Characterization of the main lipid components of chloroplast membranes and cold induced changes in Coffea spp.

Low temperatures affect many plant physiological and biochemical components, amongst them the lipid phase of membranes. The present work aimed to characterize the lipid composition of chloroplast membranes of three Coffea genotypes, representing three agronomic valuable species (Coffea arabica cv. Icatu, Coffea canephora cv. Conilon clone 02 and Coffea dewevrei), under adequate environmental conditions and to relate its cold tolerance ability to the adjustments triggered during a gradual temperature decrease, after chilling exposure and upon a recovery period.

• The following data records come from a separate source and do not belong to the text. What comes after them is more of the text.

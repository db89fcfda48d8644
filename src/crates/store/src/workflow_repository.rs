//! Repository for workflow definitions
//!
//! Definitions are persisted verbatim as JSON in the `definition` column;
//! name/description/version are denormalized for listing.

use crate::db::Database;
use chrono::Utc;
use engine::persistence::WorkflowStore;
use engine::{EngineError, Workflow};
use sqlx::Row;
use std::sync::Arc;

/// SQLite implementation of [`WorkflowStore`]
#[derive(Clone, Debug)]
pub struct WorkflowRepository {
    db: Arc<Database>,
}

impl WorkflowRepository {
    /// Create a repository over an open database
    pub fn new(db: Arc<Database>) -> Self {
        Self { db }
    }
}

fn persistence(e: impl std::fmt::Display) -> EngineError {
    EngineError::Persistence(e.to_string())
}

#[async_trait::async_trait]
impl WorkflowStore for WorkflowRepository {
    async fn save_workflow(&self, workflow: &Workflow) -> engine::Result<()> {
        let definition = serde_json::to_string(workflow).map_err(persistence)?;
        let now = Utc::now().timestamp();

        sqlx::query(
            "INSERT INTO workflows (id, name, description, version, definition, created_at, updated_at)
             VALUES (?, ?, ?, ?, ?, ?, ?)
             ON CONFLICT (id) DO UPDATE SET
                 name = excluded.name,
                 description = excluded.description,
                 version = excluded.version,
                 definition = excluded.definition,
                 updated_at = excluded.updated_at",
        )
        .bind(&workflow.id)
        .bind(&workflow.name)
        .bind(&workflow.description)
        .bind(&workflow.version)
        .bind(definition)
        .bind(now)
        .bind(now)
        .execute(self.db.pool())
        .await
        .map_err(persistence)?;

        Ok(())
    }

    async fn load_workflow(&self, workflow_id: &str) -> engine::Result<Option<Workflow>> {
        let row = sqlx::query("SELECT definition FROM workflows WHERE id = ?")
            .bind(workflow_id)
            .fetch_optional(self.db.pool())
            .await
            .map_err(persistence)?;

        match row {
            Some(row) => {
                let definition: String = row.get("definition");
                Ok(Some(
                    serde_json::from_str(&definition).map_err(persistence)?,
                ))
            }
            None => Ok(None),
        }
    }

    async fn list_workflows(&self) -> engine::Result<Vec<Workflow>> {
        let rows = sqlx::query("SELECT definition FROM workflows ORDER BY created_at")
            .fetch_all(self.db.pool())
            .await
            .map_err(persistence)?;

        rows.iter()
            .map(|row| {
                let definition: String = row.get("definition");
                serde_json::from_str(&definition).map_err(persistence)
            })
            .collect()
    }

    async fn delete_workflow(&self, workflow_id: &str) -> engine::Result<()> {
        sqlx::query("DELETE FROM workflows WHERE id = ?")
            .bind(workflow_id)
            .execute(self.db.pool())
            .await
            .map_err(persistence)?;
        Ok(())
    }
}
//! MCP node executor
//!
//! Resolves the arguments map, then calls a tool either on an explicitly
//! named server or on the first connected server advertising the tool
//! name. The tool-call response is the node output verbatim. One attempt;
//! callers wanting retry configure `retries` on the node.

use super::{NodeExecutor, NodeOutput};
use crate::context::Context;
use crate::error::{EngineError, Result};
use crate::model::{McpNodeConfig, Node, NodeKind};
use crate::resolver;
use async_trait::async_trait;
use mcp::McpManager;
use serde_json::Value;
use std::sync::Arc;
use tracing::debug;

/// Executor for `mcp` nodes
pub struct McpExecutor {
    manager: Arc<McpManager>,
}

impl McpExecutor {
    /// Create an executor against the connection manager
    pub fn new(manager: Arc<McpManager>) -> Self {
        Self { manager }
    }
}

#[async_trait]
impl NodeExecutor for McpExecutor {
    fn kind(&self) -> NodeKind {
        NodeKind::Mcp
    }

    async fn execute(&self, node: &Node, context: &Context) -> Result<NodeOutput> {
        let config: McpNodeConfig = serde_json::from_value(node.config.clone())
            .map_err(|e| EngineError::configuration(&node.id, e.to_string()))?;

        let arguments = resolver::resolve_value(&Value::Object(config.arguments), context);

        let server_id = match config.server_id {
            Some(server_id) => server_id,
            None => {
                let (server_id, _) = self
                    .manager
                    .find_tool(&config.tool, Some(&context.tenant_id))
                    .await
                    .ok_or_else(|| {
                        EngineError::Execution(format!(
                            "No connected server provides tool '{}'",
                            config.tool
                        ))
                    })?;
                server_id
            }
        };

        debug!(node_id = %node.id, server_id = %server_id, tool = %config.tool, "Calling tool");
        let result = self
            .manager
            .call_tool(&server_id, &config.tool, arguments)
            .await?;

        Ok(NodeOutput::new(serde_json::to_value(&result)?))
    }
}

#[cfg(test)]
mod tests {
    use super::*;
    use mcp::manager::{McpConfig, RegisterServer};
    use mcp::testing::{MemoryServerStore, StubServer, StubServerFactory};
    use mcp::TransportConfig;
    use serde_json::json;

    async fn connected_manager(stub: Arc<StubServer>) -> (Arc<McpManager>, String) {
        let manager = Arc::new(McpManager::with_transport_factory(
            MemoryServerStore::new(),
            McpConfig::default(),
            Arc::new(StubServerFactory(stub)),
        ));
        let server = manager
            .register(RegisterServer {
                tenant_id: "tenant-1".to_string(),
                name: "files".to_string(),
                description: None,
                transport: TransportConfig::Stdio {
                    command: "stub".to_string(),
                    args: Vec::new(),
                    env: Default::default(),
                },
                auto_connect: true,
            })
            .await
            .unwrap();
        (manager, server.id)
    }

    fn mcp_node(config: Value) -> Node {
        serde_json::from_value(json!({
            "id": "m",
            "type": "mcp",
            "config": config,
        }))
        .unwrap()
    }

    #[tokio::test]
    async fn test_explicit_server_call() {
        let stub = StubServer::new("files", vec![StubServer::tool("read_file")]);
        let (manager, server_id) = connected_manager(stub).await;
        let executor = McpExecutor::new(manager);

        let mut context = Context::new("run-1", "tenant-1");
        context.set_output("prep", json!({"path": "/tmp/data"}));

        let node = mcp_node(json!({
            "serverId": server_id,
            "tool": "read_file",
            "arguments": {"path": "${outputs.prep.path}"}
        }));

        let output = executor.execute(&node, &context).await.unwrap();
        assert_eq!(output.output["isError"], false);
        assert_eq!(output.output["content"][0]["text"], "ran read_file");
    }

    #[tokio::test]
    async fn test_auto_discovery_by_tool_name() {
        let stub = StubServer::new("files", vec![StubServer::tool("read_file")]);
        let (manager, _server_id) = connected_manager(stub).await;
        let executor = McpExecutor::new(manager);

        let context = Context::new("run-1", "tenant-1");
        let node = mcp_node(json!({"tool": "read_file", "arguments": {}}));

        let output = executor.execute(&node, &context).await.unwrap();
        assert_eq!(output.output["isError"], false);
    }

    #[tokio::test]
    async fn test_unknown_tool_fails_discovery() {
        let stub = StubServer::new("files", vec![StubServer::tool("read_file")]);
        let (manager, _server_id) = connected_manager(stub).await;
        let executor = McpExecutor::new(manager);

        let context = Context::new("run-1", "tenant-1");
        let node = mcp_node(json!({"tool": "missing_tool", "arguments": {}}));

        let error = executor.execute(&node, &context).await.unwrap_err();
        assert!(error.to_string().contains("missing_tool"));
    }

    #[tokio::test]
    async fn test_tenant_mismatch_blocks_discovery() {
        let stub = StubServer::new("files", vec![StubServer::tool("read_file")]);
        let (manager, _server_id) = connected_manager(stub).await;
        let executor = McpExecutor::new(manager);

        let context = Context::new("run-1", "other-tenant");
        let node = mcp_node(json!({"tool": "read_file", "arguments": {}}));

        assert!(executor.execute(&node, &context).await.is_err());
    }
}
//! Command-runner collaborator interface
//!
//! Workflow tool nodes execute shell or container commands through an
//! external executor service. This module defines the request/response
//! messages, the [`CommandRunner`] trait the engine consumes, and a thin
//! HTTP client implementation.

mod messages;

pub use messages::{CommandRequest, ExecutionResult};

use crate::{Result, ToolingError};
use async_trait::async_trait;
use std::time::Duration;

/// Executes commands on behalf of workflow tool nodes.
///
/// A non-zero exit code is a successful execution with a non-zero status;
/// implementations return `Err` only for transport failures or failures
/// reported by the executor service itself.
#[async_trait]
pub trait CommandRunner: Send + Sync {
    /// Execute one command and return its outcome
    async fn execute(&self, request: CommandRequest) -> Result<ExecutionResult>;
}

/// HTTP client for a remote command-executor service.
///
/// Sends one POST per execution; the response body is the
/// [`ExecutionResult`] JSON.
pub struct HttpCommandRunner {
    client: reqwest::Client,
    endpoint: String,
}

impl HttpCommandRunner {
    /// Create a runner posting to `endpoint`
    pub fn new(endpoint: impl Into<String>) -> Self {
        Self {
            client: reqwest::Client::new(),
            endpoint: endpoint.into(),
        }
    }

    /// Create a runner with a bounded per-request timeout
    pub fn with_timeout(endpoint: impl Into<String>, timeout: Duration) -> Result<Self> {
        let client = reqwest::Client::builder()
            .timeout(timeout)
            .build()
            .map_err(|e| ToolingError::General(format!("Failed to build HTTP client: {}", e)))?;
        Ok(Self {
            client,
            endpoint: endpoint.into(),
        })
    }
}

#[async_trait]
impl CommandRunner for HttpCommandRunner {
    async fn execute(&self, request: CommandRequest) -> Result<ExecutionResult> {
        let response = self
            .client
            .post(&self.endpoint)
            .json(&request)
            .send()
            .await
            .map_err(|e| ToolingError::General(format!("Executor request failed: {}", e)))?;

        let status = response.status();
        if !status.is_success() {
            let body = response.text().await.unwrap_or_default();
            return Err(ToolingError::General(format!(
                "Executor returned {}: {}",
                status, body
            )));
        }

        let result = response
            .json::<ExecutionResult>()
            .await
            .map_err(|e| ToolingError::General(format!("Invalid executor response: {}", e)))?;

        Ok(result)
    }
}
//! The persisted envelope and its flat-record representation.
//!
//! An [`Envelope`] is the only structure the vault writes to a backing store.
//! It holds both ciphertext tokens and the salt needed to re-derive the key.
//! On the wire it is a flat string record:
//!
//! ```text
//! encrypted_username = <token>
//! encrypted_password = <token>
//! salt               = <standard base64 of 16 bytes>
//! ```

use base64::Engine as _;
use base64::engine::general_purpose::STANDARD;

use crate::backend::SecretRecord;
use crate::crypto::SALT_LEN;
use crate::error::{Result, VaultError};

pub const FIELD_ENCRYPTED_USERNAME: &str = "encrypted_username";
pub const FIELD_ENCRYPTED_PASSWORD: &str = "encrypted_password";
pub const FIELD_SALT: &str = "salt";

/// Ciphertext for one credential pair plus the salt its key was derived from.
///
/// The salt is not secret; it only has to be unique per envelope.
#[derive(Debug, Clone, PartialEq, Eq)]
pub struct Envelope {
    pub encrypted_username: String,
    pub encrypted_password: String,
    pub salt: [u8; SALT_LEN],
}

impl Envelope {
    /// Flatten into the record written to the backing store.
    pub fn to_record(&self) -> SecretRecord {
        let mut record = SecretRecord::new();
        record.insert(
            FIELD_ENCRYPTED_USERNAME.to_string(),
            self.encrypted_username.clone(),
        );
        record.insert(
            FIELD_ENCRYPTED_PASSWORD.to_string(),
            self.encrypted_password.clone(),
        );
        record.insert(FIELD_SALT.to_string(), STANDARD.encode(self.salt));
        record
    }

    /// Rebuild an envelope from a stored record.
    ///
    /// Extra fields are ignored so that newer writers can add metadata.
    ///
    /// # Errors
    ///
    /// Returns [`VaultError::Format`] if a field is missing or the salt is not
    /// base64 of exactly [`SALT_LEN`] bytes.
    pub fn from_record(record: &SecretRecord) -> Result<Self> {
        let encrypted_username = required_field(record, FIELD_ENCRYPTED_USERNAME)?;
        let encrypted_password = required_field(record, FIELD_ENCRYPTED_PASSWORD)?;
        let encoded_salt = required_field(record, FIELD_SALT)?;

        let salt_bytes = STANDARD
            .decode(&encoded_salt)
            .map_err(|e| VaultError::Format {
                reason: format!("salt is not valid base64: {e}"),
            })?;
        let salt: [u8; SALT_LEN] = salt_bytes.as_slice().try_into().map_err(|_| {
            let len = salt_bytes.len();
            VaultError::Format {
                reason: format!("stored salt is {len} bytes, expected {SALT_LEN}"),
            }
        })?;

        Ok(Self {
            encrypted_username,
            encrypted_password,
            salt,
        })
    }
}

fn required_field(record: &SecretRecord, field: &str) -> Result<String> {
    record
        .get(field)
        .cloned()
        .ok_or_else(|| VaultError::Format {
            reason: format!("envelope is missing field `{field}`"),
        })
}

Under adequate temperature (25/20 °C, day/night) the lipid composition of chloroplast membranes was fairly similar amongst the genotypes concerning the total fatty acid (TFA) content and individual FAs (both globally or within the classes), suggesting a close lipid composition amongst Coffea species, which can be considered as “C18:3” plants. Under cold exposure and subsequent recovery the genotypes undergo adjustments, some of them with acclimation potential. The genotypes displayed some ability to increase lipid synthesis, increasing their FA content. However, under cold exposure (even at 4 °C), Icatu and C. dewevrei plants performed qualitative adjustments, including preferential synthesis of phospholipids (especially PG) instead of galactolipids and increases in the unsaturation degree of DGDG and phospholipid classes (PG, PC and PI). Clone 02 maintained almost all lipid characteristics, what explains its higher cold sensitivity. Furthermore, differences that contribute to explain contrasting cold sensitivity in Icatu (more tolerant) and C. dewevrei emerged when analyzing PA content (taken as a stress metabolite) and the FA composition within MGDG and PG classes. C. dewevrei presented the higher increase, absolute value and relative weight of PA, while Icatu was the solely genotype to show a rise in the unsaturation degree of MGDG and PG, displaying as well the highest DBI values for these classes. We conclude that lipid qualitative and quantitative adjustments constitute a flexible mechanism that decisively contributes to cold acclimation in Coffea spp., working in tandem with others that minimize oxidative stress damages.